Aiohttp stands out with its asynchronous capabilities, especially suited for crafting async web applications.
Httpx is swiftly gaining traction as it encapsulates the best features of both Requests and Aiohttp, offering cutting-edge performance and functionalities.

While the trusted Requests has served many well, the potency of Httpx in supporting asyncio, HTTP/2, and seamless integrations positions it as a premier HTTP client for modern, efficient web scraping. Let's continue to delve into comparative research.

High Level Comparison

Before diving into details, let's start with a high-level overview of how Requests, Aiohttp and Httpx differ:

Requests

Released in 2012, Requests is the oldest and most mature option. It has the richest ecosystem of supporting libraries and integrations.
Requests is synchronous and blocking – it does not support asyncio.
Simple and easy to use interface modeled after Python's standard urllib2 library. Great docs and tutorials available.
Lacks support for HTTP/2 and some modern features.

Aiohttp

Asynchronous HTTP client released in 2014 built on asyncio. Provides non-blocking I/O for better performance.
Also can act as an HTTP server making it great for building asynchronous web apps and scrapers.
Supports HTTP/1.1 but not HTTP/2.
Steeper learning curve than Requests due to asynchronous usage.

Httpx

Released in 2019, Httpx is the new, modern HTTP client for Python. It is asynchronous and supports HTTP/2.
Unifies the interfaces of Requests and Aiohttp into one fast, feature-rich library.
Fewer third-party integrations compared to Requests but quickly gaining popularity.

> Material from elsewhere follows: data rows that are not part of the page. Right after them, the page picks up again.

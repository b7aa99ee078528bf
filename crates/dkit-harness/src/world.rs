//! In-memory host world.

use dkit_core::{ElementId, GeometryProvider, Point, Rect, Size, Target, VisualWriter};
use rustc_hash::FxHashMap;

#[derive(Debug, Clone)]
struct FakeElement {
    rect: Rect,
    content: Rect,
    scroll: Point,
    detached: bool,
}

/// An in-memory [`GeometryProvider`] + [`VisualWriter`].
///
/// Tests build a viewport and elements, scroll them from the "host" side,
/// and assert on the translations, sizes, and scroll offsets the engine
/// writes back.
#[derive(Debug)]
pub struct FakeWorld {
    viewport: Size,
    viewport_content: Size,
    viewport_scroll: Point,
    elements: FxHashMap<ElementId, FakeElement>,
    translations: FxHashMap<ElementId, Point>,
    applied_sizes: FxHashMap<ElementId, Size>,
    scroll_writes: Vec<(Target, Point)>,
}

impl FakeWorld {
    /// A world whose viewport shows `viewport` out of `content`.
    #[must_use]
    pub fn new(viewport: Size, content: Size) -> Self {
        Self {
            viewport,
            viewport_content: content,
            viewport_scroll: Point::ZERO,
            elements: FxHashMap::default(),
            translations: FxHashMap::default(),
            applied_sizes: FxHashMap::default(),
            scroll_writes: Vec::new(),
        }
    }

    /// Add an element with a visible rect and a content rect (incl. overflow).
    pub fn insert_element(&mut self, id: ElementId, rect: Rect, content: Rect) {
        self.elements.insert(
            id,
            FakeElement {
                rect,
                content,
                scroll: Point::ZERO,
                detached: false,
            },
        );
    }

    /// Host-side scroll: move `target`'s offset without going through the
    /// engine.
    pub fn scroll(&mut self, target: Target, offset: Point) {
        match target {
            Target::Viewport => self.viewport_scroll = offset,
            Target::Element(id) => {
                if let Some(el) = self.elements.get_mut(&id) {
                    el.scroll = offset;
                }
            }
        }
    }

    /// Detach an element; its geometry queries turn absent.
    pub fn detach(&mut self, id: ElementId) {
        if let Some(el) = self.elements.get_mut(&id) {
            el.detached = true;
        }
    }

    /// Re-attach a previously detached element.
    pub fn attach(&mut self, id: ElementId) {
        if let Some(el) = self.elements.get_mut(&id) {
            el.detached = false;
        }
    }

    /// Resize the viewport.
    pub fn resize_viewport(&mut self, viewport: Size, content: Size) {
        self.viewport = viewport;
        self.viewport_content = content;
    }

    /// The last translation applied to `id`.
    #[must_use]
    pub fn translation_of(&self, id: ElementId) -> Option<Point> {
        self.translations.get(&id).copied()
    }

    /// The last size applied to `id`.
    #[must_use]
    pub fn applied_size_of(&self, id: ElementId) -> Option<Size> {
        self.applied_sizes.get(&id).copied()
    }

    /// Every scroll offset the engine wrote, in order.
    #[must_use]
    pub fn scroll_writes(&self) -> &[(Target, Point)] {
        &self.scroll_writes
    }

    fn element(&self, id: ElementId) -> Option<&FakeElement> {
        self.elements.get(&id).filter(|el| !el.detached)
    }
}

impl GeometryProvider for FakeWorld {
    fn rect_of(&self, target: Target) -> Option<Rect> {
        match target {
            Target::Viewport => Some(Rect::from_size(self.viewport)),
            Target::Element(id) => self.element(id).map(|el| el.rect),
        }
    }

    fn content_rect_of(&self, target: Target) -> Option<Rect> {
        match target {
            Target::Viewport => Some(Rect::from_size(self.viewport_content)),
            Target::Element(id) => self.element(id).map(|el| el.content),
        }
    }

    fn scroll_offset_of(&self, target: Target) -> Point {
        match target {
            Target::Viewport => self.viewport_scroll,
            Target::Element(id) => self.element(id).map(|el| el.scroll).unwrap_or_default(),
        }
    }
}

impl VisualWriter for FakeWorld {
    fn set_translation(&mut self, el: ElementId, offset: Point) {
        self.translations.insert(el, offset);
    }

    fn set_size(&mut self, el: ElementId, size: Size) {
        self.applied_sizes.insert(el, size);
        // Applied sizes feed back into geometry, like a real box resize.
        if let Some(element) = self.elements.get_mut(&el) {
            element.rect.width = size.width;
            element.rect.height = size.height;
        }
    }

    fn set_scroll_offset(&mut self, target: Target, offset: Point) {
        self.scroll(target, offset);
        self.scroll_writes.push((target, offset));
    }
}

Sync vs Async – Performance

One of the biggest differences between these libraries is synchronous versus asynchronous requests.

Requests uses synchronous, blocking I/O. Each request must completely finish before another can be sent. This can impact performance when you need to send many requests.

Aiohttp and Httpx use asynchronous I/O via the asyncio module. This allows them to perform non-blocking requests in parallel rather than sequentially. Async performance is especially noticeable when sending multiple requests or when responses are delayed.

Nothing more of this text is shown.